(Exercise directions) In the data that follows, count the lines in which the word "write" occurs, and report that figure alone.

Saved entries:
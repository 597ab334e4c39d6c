use once_cell::sync::Lazy;
use regex::Regex;
use std::fmt;
use std::str::FromStr;

use crate::candidates::{date_candidates, name_candidates, name_digits};
use crate::errors::{SearchError, SearchResult};

static US_DATE: Lazy<Regex> =
    Lazy::new(|| Regex::new(r"^(\d{1,2})[/-](\d{1,2})[/-](\d{4})$").expect("valid date regex"));
static ISO_DATE: Lazy<Regex> =
    Lazy::new(|| Regex::new(r"^(\d{4})-(\d{1,2})-(\d{1,2})$").expect("valid date regex"));

/// A calendar date whose fields are within the searchable ranges
#[derive(Debug, Clone, Copy, PartialEq, Eq)]
pub struct DateQuery {
    month: u32,
    day: u32,
    year: u32,
}

impl DateQuery {
    /// Validates month 1-12, day 1-31 and year 1-9999
    pub fn new(month: u32, day: u32, year: u32) -> SearchResult<Self> {
        if !(1..=12).contains(&month) {
            return Err(SearchError::input_error(format!(
                "month must be between 1 and 12, got {month}"
            )));
        }
        if !(1..=31).contains(&day) {
            return Err(SearchError::input_error(format!(
                "day must be between 1 and 31, got {day}"
            )));
        }
        if !(1..=9999).contains(&year) {
            return Err(SearchError::input_error(format!(
                "year must be between 1 and 9999, got {year}"
            )));
        }
        Ok(Self { month, day, year })
    }

    pub fn month(&self) -> u32 {
        self.month
    }

    pub fn day(&self) -> u32 {
        self.day
    }

    pub fn year(&self) -> u32 {
        self.year
    }

    pub fn candidates(&self) -> Vec<String> {
        date_candidates(self.month, self.day, self.year)
    }
}

impl fmt::Display for DateQuery {
    fn fmt(&self, f: &mut fmt::Formatter<'_>) -> fmt::Result {
        write!(f, "{}/{}/{}", self.month, self.day, self.year)
    }
}

/// Something a user can look for
#[derive(Debug, Clone, PartialEq, Eq)]
pub enum Query {
    Date(DateQuery),
    Name(String),
}

impl Query {
    /// Builds a name query, rejecting names without a single Latin letter
    pub fn name(name: impl Into<String>) -> SearchResult<Self> {
        let name = name.into();
        if name_digits(&name).is_none() {
            return Err(SearchError::input_error(format!(
                "{name:?} contains no letters A-Z"
            )));
        }
        Ok(Self::Name(name))
    }

    /// Interprets free-form text.
    ///
    /// `7/20/1991`, `7-20-1991` and `1991-07-20` are dates, month first unless
    /// the year leads. The year is always written with four digits, so `7-20-91`
    /// is not a date. Anything else with a letter is a name.
    pub fn parse(text: &str) -> SearchResult<Self> {
        let text = text.trim();

        if let Some(caps) = ISO_DATE.captures(text) {
            return Ok(Self::Date(DateQuery::new(
                parse_field(&caps[2])?,
                parse_field(&caps[3])?,
                parse_field(&caps[1])?,
            )?));
        }
        if let Some(caps) = US_DATE.captures(text) {
            return Ok(Self::Date(DateQuery::new(
                parse_field(&caps[1])?,
                parse_field(&caps[2])?,
                parse_field(&caps[3])?,
            )?));
        }

        Self::name(text)
    }

    /// Ordered candidates for this query; never empty for a constructed query
    pub fn candidates(&self) -> Vec<String> {
        match self {
            Self::Date(date) => date.candidates(),
            Self::Name(name) => name_candidates(name),
        }
    }
}

impl FromStr for Query {
    type Err = SearchError;

    fn from_str(s: &str) -> Result<Self, Self::Err> {
        Self::parse(s)
    }
}

impl fmt::Display for Query {
    fn fmt(&self, f: &mut fmt::Formatter<'_>) -> fmt::Result {
        match self {
            Self::Date(date) => write!(f, "date {date}"),
            Self::Name(name) => write!(f, "name {name:?}"),
        }
    }
}

fn parse_field(digits: &str) -> SearchResult<u32> {
    digits
        .parse()
        .map_err(|_| SearchError::input_error(format!("invalid number {digits:?}")))
}
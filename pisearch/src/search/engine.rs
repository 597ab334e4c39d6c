use tracing::{debug, trace};

use crate::corpus::Corpus;
use crate::results::MatchResult;

/// Runs `candidates` against `corpus` in order and stops at the first one that occurs.
///
/// The first candidate in the list that appears anywhere wins, even if a later
/// candidate would appear earlier in the corpus. For the winner, the leftmost
/// occurrence is reported. An empty list is simply not found; callers reject
/// empty lists before getting here.
pub fn search(corpus: &Corpus, candidates: &[String]) -> MatchResult {
    for candidate in candidates {
        trace!("Looking for candidate {}", candidate);
        if candidate.is_empty() {
            continue;
        }
        if let Some(position) = corpus.find(candidate) {
            debug!("Candidate {} found at offset {}", candidate, position);
            return MatchResult::Found {
                candidate: candidate.clone(),
                position,
                corpus_len: corpus.len(),
                tried: candidates.to_vec(),
            };
        }
    }

    debug!("None of {} candidates found", candidates.len());
    MatchResult::NotFound {
        tried: candidates.to_vec(),
    }
}

#[cfg(test)]
mod tests {
    use super::*;

    fn corpus(digits: &str) -> Corpus {
        Corpus::from_raw(digits).unwrap()
    }

    fn owned(items: &[&str]) -> Vec<String> {
        items.iter().map(|s| s.to_string()).collect()
    }

    #[test]
    fn test_first_listed_candidate_wins() {
        // "555" sits at 5, "999" at 11; "999" is listed first
        let digits = corpus("1234055512399900");
        let result = search(&digits, &owned(&["999", "555"]));
        assert_eq!(result.candidate(), Some("999"));
        assert_eq!(result.position(), Some(11));
    }

    #[test]
    fn test_skips_missing_candidates() {
        let digits = corpus("0000055500000000777");
        let result = search(&digits, &owned(&["777777", "555"]));
        assert_eq!(
            result,
            MatchResult::Found {
                candidate: "555".to_string(),
                position: 5,
                corpus_len: 19,
                tried: owned(&["777777", "555"]),
            }
        );
    }

    #[test]
    fn test_reports_leftmost_occurrence() {
        let digits = corpus("12121212");
        let result = search(&digits, &owned(&["21"]));
        assert_eq!(result.position(), Some(1));
    }

    #[test]
    fn test_match_fits_inside_corpus() {
        let digits = corpus("31415926535");
        let result = search(&digits, &owned(&["535"]));
        match result {
            MatchResult::Found {
                candidate,
                position,
                corpus_len,
                ..
            } => {
                assert_eq!(position, 8);
                assert!(position + candidate.len() <= corpus_len);
            }
            other => panic!("expected a match, got {other:?}"),
        }
    }

    #[test]
    fn test_not_found_lists_everything_tried() {
        let digits = corpus("31415926535");
        let tried = owned(&["07201991", "7201991", "072091", "72091"]);
        assert_eq!(
            search(&digits, &tried),
            MatchResult::NotFound {
                tried: tried.clone()
            }
        );
    }

    #[test]
    fn test_empty_candidate_list_is_not_found() {
        let digits = corpus("31415926535");
        assert_eq!(search(&digits, &[]), MatchResult::NotFound { tried: vec![] });
    }
}
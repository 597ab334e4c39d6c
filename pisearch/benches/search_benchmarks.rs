use criterion::{black_box, criterion_group, criterion_main, Criterion};
use pisearch::{date_candidates, format_context, name_candidates, normalize, search, Corpus};

/// A million pseudo-random digits, wrapped at 50 per line like published digit files
fn create_raw_corpus() -> String {
    let mut state: u64 = 0x9e37_79b9_7f4a_7c15;
    let mut text = String::with_capacity(1_020_001);
    text.push_str("3.");
    for i in 0..1_000_000 {
        state ^= state << 13;
        state ^= state >> 7;
        state ^= state << 17;
        text.push(char::from(b'0' + (state % 10) as u8));
        if i % 50 == 49 {
            text.push('\n');
        }
    }
    text
}

fn bench_normalize(c: &mut Criterion) {
    let raw = create_raw_corpus();
    c.bench_function("normalize_million", |b| {
        b.iter(|| black_box(normalize(black_box(&raw)).len()));
    });
    c.bench_function("corpus_from_raw", |b| {
        b.iter(|| black_box(Corpus::from_raw(black_box(&raw)).unwrap()));
    });
}

fn bench_search(c: &mut Criterion) {
    let corpus = Corpus::from_raw(&create_raw_corpus()).unwrap();

    let mut group = c.benchmark_group("Search");
    let queries = [
        ("date_short_month", date_candidates(7, 20, 1991)),
        ("date_long_month", date_candidates(12, 5, 1991)),
        ("name_short", name_candidates("Ada")),
        ("name_long", name_candidates("Ada Lovelace")),
    ];
    for (label, candidates) in &queries {
        group.bench_function(*label, |b| {
            b.iter(|| black_box(search(&corpus, black_box(candidates))));
        });
    }
    group.finish();

    c.bench_function("format_context", |b| {
        b.iter(|| black_box(format_context(&corpus, black_box(500_000), 8, 25)));
    });
}

criterion_group!(benches, bench_normalize, bench_search);
criterion_main!(benches);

(Your solution) 3